> PROBLEM
Would you copy out each line of the records below that includes the word "with"?

------ DATA FOR REVIEW ------

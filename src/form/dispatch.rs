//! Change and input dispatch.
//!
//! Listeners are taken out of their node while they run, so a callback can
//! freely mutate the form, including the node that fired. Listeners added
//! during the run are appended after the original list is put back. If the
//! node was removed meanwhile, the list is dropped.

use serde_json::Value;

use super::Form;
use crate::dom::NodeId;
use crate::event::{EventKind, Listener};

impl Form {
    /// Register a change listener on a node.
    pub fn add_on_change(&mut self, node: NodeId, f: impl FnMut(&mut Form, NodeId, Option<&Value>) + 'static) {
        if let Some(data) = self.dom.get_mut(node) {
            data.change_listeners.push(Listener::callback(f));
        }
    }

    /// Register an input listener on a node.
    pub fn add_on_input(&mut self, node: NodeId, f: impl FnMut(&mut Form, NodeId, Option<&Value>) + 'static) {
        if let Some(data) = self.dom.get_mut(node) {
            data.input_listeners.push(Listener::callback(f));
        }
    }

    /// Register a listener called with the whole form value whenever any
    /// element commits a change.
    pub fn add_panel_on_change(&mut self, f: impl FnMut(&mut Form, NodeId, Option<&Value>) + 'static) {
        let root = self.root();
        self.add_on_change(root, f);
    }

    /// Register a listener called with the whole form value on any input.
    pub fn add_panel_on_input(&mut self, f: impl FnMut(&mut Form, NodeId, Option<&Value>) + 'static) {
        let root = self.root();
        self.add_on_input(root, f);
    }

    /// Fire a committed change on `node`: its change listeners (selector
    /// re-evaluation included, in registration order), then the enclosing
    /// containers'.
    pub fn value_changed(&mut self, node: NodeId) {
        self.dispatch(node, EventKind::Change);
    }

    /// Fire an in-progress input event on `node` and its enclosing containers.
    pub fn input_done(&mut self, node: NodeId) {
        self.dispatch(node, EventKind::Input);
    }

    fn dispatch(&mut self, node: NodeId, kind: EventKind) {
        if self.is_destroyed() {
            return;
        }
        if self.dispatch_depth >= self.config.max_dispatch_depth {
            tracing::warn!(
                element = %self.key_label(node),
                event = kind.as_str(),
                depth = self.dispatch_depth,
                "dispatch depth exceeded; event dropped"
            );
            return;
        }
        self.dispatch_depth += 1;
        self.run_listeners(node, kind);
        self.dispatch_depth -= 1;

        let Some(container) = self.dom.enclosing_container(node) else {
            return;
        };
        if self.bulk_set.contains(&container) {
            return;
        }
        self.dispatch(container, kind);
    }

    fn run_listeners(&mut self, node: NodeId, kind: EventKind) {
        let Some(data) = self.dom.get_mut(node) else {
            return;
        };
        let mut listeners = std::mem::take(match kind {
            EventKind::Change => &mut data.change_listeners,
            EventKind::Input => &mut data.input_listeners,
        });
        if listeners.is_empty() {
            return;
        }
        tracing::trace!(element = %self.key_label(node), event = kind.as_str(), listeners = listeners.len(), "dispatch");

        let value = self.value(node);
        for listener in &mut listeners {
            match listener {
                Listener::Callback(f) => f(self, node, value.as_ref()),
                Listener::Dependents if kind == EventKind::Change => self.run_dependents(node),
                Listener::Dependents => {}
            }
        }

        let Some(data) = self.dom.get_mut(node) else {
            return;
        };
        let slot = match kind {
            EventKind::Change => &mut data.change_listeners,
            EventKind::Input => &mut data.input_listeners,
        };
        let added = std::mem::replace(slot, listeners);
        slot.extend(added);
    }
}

------

> OUTPUT FOR THIS TASK
    /// Register a listener called with the whole form value whenever any
    /// Register a listener called with the whole form value on any input.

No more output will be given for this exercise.